Goal of the exercise. Each line below from the one containing "discarded, never fatal." through the one containing "from the header." should be output exactly as it stands, and no other line should appear.

Records for processing.
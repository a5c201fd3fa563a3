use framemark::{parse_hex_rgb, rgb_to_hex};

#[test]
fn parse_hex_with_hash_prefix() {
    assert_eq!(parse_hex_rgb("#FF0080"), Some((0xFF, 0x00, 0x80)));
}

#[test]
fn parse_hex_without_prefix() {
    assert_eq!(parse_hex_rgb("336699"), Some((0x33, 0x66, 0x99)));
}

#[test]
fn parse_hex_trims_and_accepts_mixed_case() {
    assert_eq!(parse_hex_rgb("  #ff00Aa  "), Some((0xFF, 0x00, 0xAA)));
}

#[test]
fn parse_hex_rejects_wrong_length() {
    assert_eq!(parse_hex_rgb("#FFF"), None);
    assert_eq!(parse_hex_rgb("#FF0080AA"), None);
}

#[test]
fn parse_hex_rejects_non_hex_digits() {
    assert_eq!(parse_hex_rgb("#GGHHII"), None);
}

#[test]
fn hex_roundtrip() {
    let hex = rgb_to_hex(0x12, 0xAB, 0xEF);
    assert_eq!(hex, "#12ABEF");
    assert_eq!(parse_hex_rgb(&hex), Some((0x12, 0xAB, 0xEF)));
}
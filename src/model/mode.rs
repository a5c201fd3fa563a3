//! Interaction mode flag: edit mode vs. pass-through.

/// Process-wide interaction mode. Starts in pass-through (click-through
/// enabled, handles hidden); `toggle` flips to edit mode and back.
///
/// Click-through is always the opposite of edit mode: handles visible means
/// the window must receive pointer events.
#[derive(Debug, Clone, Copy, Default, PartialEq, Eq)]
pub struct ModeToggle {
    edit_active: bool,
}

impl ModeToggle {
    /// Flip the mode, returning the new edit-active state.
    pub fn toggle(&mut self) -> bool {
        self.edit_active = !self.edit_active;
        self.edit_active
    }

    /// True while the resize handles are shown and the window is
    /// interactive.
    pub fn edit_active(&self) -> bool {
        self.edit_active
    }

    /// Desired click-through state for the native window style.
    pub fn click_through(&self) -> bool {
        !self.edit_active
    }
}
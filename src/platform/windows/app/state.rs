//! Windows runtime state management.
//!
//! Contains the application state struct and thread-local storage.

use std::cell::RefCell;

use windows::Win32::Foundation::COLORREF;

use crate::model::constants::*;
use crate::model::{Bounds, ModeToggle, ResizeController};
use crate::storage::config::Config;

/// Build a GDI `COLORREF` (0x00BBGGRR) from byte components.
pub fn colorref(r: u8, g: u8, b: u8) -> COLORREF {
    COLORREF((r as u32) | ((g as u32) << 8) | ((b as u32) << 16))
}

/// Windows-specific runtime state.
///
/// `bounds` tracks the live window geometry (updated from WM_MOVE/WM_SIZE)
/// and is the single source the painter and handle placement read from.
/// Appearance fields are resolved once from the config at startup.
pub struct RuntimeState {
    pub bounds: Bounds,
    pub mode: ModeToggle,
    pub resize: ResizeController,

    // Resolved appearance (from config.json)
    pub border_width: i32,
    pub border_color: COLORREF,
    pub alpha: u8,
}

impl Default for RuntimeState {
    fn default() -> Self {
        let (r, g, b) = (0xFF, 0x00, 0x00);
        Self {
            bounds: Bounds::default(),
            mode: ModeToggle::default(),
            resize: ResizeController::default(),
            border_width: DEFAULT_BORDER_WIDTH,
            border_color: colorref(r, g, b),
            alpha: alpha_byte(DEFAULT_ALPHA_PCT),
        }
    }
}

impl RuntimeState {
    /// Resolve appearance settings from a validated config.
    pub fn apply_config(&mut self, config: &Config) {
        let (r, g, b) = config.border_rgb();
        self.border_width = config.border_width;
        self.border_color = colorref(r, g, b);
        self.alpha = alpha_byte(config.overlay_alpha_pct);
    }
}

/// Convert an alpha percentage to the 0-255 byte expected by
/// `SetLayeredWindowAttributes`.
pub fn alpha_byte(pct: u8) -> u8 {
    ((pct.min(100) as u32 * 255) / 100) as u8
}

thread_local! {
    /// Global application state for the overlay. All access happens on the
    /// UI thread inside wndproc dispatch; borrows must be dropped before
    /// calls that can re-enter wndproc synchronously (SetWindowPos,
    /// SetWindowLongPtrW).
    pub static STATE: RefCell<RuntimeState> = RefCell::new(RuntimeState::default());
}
--
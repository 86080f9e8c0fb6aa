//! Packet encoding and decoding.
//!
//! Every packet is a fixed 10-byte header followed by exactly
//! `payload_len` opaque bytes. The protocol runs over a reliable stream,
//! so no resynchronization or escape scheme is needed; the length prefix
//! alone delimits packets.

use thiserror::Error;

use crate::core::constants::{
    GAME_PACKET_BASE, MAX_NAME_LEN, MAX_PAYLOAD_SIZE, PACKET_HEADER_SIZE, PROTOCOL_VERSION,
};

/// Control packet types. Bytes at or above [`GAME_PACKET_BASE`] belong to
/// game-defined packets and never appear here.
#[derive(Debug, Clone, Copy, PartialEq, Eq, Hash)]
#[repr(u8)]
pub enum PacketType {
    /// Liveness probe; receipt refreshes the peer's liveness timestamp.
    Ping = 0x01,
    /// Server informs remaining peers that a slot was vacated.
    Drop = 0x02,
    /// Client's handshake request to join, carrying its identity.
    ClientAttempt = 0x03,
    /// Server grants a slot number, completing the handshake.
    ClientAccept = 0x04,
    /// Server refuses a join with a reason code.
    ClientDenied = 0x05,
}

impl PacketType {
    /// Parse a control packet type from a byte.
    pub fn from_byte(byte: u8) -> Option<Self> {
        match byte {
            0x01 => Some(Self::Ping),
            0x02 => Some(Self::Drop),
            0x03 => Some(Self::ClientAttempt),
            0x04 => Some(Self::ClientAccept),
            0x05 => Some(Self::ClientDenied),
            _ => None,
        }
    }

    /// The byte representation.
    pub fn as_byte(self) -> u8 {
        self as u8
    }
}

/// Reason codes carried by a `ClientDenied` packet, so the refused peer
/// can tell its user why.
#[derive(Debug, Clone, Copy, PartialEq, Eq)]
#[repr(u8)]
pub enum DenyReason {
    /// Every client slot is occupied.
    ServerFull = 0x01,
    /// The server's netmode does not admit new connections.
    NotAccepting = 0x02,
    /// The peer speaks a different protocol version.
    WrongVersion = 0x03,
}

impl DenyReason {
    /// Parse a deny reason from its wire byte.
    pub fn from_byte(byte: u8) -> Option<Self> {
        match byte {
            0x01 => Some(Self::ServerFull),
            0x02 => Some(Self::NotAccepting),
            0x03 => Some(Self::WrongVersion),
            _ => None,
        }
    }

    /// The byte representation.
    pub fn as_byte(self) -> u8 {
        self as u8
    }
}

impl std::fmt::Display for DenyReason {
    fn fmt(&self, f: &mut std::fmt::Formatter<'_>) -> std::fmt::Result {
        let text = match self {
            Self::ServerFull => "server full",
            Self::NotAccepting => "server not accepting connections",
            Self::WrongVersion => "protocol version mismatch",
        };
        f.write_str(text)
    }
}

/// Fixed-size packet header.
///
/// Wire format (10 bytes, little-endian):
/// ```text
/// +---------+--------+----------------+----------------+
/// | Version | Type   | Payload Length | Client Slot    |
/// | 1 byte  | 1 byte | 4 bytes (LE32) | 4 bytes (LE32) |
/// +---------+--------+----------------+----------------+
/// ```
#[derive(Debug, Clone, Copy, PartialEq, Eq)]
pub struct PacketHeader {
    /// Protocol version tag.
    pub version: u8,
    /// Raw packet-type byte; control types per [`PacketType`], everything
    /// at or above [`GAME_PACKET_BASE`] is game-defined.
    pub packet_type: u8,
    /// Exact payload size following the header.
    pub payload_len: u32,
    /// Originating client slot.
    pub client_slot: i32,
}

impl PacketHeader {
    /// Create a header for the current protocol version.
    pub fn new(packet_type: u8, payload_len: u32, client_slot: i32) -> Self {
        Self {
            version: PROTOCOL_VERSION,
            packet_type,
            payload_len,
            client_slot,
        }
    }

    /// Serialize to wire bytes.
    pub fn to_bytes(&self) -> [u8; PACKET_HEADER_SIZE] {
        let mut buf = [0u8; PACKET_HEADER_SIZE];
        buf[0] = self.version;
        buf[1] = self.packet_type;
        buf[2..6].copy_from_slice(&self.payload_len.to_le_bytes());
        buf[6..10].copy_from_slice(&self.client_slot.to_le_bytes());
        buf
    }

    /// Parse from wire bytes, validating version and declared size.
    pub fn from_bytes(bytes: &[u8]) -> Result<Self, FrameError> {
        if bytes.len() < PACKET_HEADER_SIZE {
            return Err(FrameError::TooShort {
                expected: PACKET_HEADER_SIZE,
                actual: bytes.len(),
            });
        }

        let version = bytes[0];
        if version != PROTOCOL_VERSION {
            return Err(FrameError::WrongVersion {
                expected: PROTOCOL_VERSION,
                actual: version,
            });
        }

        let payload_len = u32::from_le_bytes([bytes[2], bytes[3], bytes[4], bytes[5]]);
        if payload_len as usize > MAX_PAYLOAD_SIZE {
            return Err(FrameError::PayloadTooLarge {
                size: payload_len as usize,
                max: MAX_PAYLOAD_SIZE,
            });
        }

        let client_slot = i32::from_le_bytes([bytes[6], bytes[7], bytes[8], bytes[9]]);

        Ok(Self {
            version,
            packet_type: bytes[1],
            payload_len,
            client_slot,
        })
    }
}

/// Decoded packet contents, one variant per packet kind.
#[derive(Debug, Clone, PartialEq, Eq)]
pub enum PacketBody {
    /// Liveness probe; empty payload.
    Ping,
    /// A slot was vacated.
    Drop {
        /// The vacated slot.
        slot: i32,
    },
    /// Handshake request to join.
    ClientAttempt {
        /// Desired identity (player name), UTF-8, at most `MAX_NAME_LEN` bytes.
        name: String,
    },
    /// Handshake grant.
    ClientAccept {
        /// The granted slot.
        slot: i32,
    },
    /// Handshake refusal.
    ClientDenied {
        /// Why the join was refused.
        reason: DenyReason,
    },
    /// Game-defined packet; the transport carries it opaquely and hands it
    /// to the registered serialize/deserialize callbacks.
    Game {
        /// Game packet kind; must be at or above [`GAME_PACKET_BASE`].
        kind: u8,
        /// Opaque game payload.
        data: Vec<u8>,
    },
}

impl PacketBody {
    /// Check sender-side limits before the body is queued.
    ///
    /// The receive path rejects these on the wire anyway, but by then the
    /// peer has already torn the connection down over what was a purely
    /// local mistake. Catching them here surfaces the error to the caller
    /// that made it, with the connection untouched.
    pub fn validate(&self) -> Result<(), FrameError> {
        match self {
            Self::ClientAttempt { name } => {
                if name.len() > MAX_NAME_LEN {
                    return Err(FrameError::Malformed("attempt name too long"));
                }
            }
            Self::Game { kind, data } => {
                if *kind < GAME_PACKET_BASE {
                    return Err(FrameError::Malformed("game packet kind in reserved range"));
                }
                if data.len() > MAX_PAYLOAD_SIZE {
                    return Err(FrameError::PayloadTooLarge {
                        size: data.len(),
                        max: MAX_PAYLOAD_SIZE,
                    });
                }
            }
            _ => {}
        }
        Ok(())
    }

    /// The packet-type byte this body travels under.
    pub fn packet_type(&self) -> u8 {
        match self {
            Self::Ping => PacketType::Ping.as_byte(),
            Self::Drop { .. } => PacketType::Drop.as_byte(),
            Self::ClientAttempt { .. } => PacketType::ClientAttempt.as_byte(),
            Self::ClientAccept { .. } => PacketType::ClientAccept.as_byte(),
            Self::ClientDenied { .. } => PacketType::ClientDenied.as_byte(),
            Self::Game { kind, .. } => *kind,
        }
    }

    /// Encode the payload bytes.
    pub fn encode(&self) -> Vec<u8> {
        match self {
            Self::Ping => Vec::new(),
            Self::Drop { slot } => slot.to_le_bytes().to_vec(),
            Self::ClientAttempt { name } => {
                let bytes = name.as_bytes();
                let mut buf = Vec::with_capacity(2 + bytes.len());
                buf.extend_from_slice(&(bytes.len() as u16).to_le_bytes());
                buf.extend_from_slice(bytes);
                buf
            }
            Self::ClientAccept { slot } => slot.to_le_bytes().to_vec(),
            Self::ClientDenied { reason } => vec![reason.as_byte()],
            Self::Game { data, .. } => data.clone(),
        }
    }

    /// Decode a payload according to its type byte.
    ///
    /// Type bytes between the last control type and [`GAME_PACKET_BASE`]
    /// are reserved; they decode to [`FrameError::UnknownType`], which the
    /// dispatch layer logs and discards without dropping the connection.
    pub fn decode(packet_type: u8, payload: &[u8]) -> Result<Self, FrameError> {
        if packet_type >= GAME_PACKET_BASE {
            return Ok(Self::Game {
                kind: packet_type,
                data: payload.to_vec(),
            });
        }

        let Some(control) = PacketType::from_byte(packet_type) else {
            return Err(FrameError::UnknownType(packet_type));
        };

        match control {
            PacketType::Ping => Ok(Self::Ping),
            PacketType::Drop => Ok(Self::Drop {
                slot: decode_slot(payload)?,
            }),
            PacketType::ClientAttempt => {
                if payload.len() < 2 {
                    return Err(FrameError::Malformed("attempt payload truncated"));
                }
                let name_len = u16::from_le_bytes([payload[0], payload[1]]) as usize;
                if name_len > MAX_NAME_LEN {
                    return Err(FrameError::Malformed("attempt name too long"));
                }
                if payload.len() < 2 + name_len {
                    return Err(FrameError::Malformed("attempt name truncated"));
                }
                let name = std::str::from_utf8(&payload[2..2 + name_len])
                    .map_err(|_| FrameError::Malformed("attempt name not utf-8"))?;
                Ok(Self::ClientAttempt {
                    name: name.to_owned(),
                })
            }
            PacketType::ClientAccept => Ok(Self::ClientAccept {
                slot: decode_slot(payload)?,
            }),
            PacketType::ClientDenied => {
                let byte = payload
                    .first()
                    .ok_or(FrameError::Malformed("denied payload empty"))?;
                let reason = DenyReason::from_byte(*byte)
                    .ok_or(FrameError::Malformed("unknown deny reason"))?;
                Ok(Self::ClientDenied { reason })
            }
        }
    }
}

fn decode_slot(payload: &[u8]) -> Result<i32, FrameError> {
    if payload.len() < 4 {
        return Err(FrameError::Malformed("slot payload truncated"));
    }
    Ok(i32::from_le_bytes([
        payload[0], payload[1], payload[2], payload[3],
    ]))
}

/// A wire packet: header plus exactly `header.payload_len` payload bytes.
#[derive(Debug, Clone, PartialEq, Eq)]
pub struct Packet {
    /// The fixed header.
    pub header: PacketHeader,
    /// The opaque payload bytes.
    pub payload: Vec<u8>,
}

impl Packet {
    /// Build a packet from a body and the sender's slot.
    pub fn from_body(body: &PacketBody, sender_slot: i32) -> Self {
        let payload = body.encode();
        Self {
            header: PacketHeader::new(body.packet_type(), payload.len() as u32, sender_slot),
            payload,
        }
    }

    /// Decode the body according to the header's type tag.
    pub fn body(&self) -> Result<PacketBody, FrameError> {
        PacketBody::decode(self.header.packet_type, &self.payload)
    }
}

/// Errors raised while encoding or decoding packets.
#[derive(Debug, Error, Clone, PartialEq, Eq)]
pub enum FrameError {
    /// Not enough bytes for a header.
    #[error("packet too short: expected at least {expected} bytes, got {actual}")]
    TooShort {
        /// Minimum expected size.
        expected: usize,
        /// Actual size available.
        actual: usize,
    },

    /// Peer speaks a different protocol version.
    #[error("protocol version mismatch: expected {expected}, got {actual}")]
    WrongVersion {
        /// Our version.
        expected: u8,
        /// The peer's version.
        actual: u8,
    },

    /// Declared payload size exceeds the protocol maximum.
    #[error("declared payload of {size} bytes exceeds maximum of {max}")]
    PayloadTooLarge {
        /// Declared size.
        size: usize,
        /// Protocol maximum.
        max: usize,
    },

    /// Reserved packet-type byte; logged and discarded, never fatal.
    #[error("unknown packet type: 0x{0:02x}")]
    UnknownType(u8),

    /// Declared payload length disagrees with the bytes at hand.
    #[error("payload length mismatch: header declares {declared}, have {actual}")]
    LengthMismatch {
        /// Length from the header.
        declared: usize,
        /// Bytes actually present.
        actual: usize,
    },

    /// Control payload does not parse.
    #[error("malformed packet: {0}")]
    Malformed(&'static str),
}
--
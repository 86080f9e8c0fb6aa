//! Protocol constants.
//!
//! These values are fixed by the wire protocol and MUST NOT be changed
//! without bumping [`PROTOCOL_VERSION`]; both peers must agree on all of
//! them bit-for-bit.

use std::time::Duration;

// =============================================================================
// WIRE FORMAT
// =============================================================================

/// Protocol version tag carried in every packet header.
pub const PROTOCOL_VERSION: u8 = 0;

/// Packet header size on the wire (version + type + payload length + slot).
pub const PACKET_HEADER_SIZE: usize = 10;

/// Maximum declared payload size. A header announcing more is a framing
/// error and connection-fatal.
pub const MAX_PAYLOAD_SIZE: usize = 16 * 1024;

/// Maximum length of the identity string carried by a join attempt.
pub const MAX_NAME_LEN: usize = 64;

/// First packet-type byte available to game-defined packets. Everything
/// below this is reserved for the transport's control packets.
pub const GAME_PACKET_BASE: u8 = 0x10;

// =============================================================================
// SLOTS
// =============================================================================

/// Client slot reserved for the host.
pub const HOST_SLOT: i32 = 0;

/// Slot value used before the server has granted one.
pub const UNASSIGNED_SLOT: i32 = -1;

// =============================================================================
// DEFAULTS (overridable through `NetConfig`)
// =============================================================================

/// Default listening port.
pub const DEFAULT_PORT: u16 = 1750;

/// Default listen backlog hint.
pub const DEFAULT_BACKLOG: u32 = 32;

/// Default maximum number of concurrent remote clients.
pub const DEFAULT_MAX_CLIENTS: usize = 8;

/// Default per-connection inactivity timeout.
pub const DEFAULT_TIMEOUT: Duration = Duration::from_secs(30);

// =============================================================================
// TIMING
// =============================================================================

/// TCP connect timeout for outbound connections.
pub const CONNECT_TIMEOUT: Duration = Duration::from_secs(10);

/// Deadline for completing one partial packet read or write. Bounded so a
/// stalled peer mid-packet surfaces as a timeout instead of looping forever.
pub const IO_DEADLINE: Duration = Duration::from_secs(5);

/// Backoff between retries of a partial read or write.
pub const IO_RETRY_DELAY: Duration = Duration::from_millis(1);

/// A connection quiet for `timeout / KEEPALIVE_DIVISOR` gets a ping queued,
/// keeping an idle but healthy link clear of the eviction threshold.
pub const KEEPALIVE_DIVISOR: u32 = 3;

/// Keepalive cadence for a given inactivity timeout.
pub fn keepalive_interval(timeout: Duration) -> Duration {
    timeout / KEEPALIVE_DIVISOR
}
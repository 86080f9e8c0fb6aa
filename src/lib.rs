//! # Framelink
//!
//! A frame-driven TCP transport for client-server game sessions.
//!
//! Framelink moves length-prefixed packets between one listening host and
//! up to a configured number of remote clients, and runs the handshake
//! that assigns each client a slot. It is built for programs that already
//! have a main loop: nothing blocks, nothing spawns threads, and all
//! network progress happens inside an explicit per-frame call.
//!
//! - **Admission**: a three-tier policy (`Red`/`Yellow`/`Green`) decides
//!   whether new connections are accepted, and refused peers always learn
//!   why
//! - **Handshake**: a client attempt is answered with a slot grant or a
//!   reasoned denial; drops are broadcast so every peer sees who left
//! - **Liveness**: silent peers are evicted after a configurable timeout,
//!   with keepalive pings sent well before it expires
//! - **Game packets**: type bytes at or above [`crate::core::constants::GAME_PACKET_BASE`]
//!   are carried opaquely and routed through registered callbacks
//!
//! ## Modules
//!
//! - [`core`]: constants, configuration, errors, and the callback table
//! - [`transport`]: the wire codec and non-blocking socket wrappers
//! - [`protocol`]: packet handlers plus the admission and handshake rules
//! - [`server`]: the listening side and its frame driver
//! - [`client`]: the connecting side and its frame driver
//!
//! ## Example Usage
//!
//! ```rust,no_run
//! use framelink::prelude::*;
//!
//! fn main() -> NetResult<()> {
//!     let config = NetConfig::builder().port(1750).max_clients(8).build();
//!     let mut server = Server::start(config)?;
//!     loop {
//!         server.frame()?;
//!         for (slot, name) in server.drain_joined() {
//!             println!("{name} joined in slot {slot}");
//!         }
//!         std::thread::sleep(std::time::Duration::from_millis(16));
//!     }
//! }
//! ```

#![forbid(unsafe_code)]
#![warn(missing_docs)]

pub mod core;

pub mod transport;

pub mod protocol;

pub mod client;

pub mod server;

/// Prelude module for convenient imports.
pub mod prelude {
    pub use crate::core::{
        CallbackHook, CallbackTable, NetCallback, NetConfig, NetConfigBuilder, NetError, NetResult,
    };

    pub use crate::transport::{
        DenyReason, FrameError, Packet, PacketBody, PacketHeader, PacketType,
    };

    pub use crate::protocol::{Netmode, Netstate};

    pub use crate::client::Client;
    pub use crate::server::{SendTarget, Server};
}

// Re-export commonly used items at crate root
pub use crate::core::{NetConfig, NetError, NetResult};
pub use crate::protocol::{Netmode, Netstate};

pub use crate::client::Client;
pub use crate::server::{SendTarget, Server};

Result below.
    /// Reserved packet-type byte; logged and discarded, never fatal.
    #[error("unknown packet type: 0x{0:02x}")]
    UnknownType(u8),

    /// Declared payload length disagrees with the bytes at hand.
    #[error("payload length mismatch: header declares {declared}, have {actual}")]
    LengthMismatch {
        /// Length from the header.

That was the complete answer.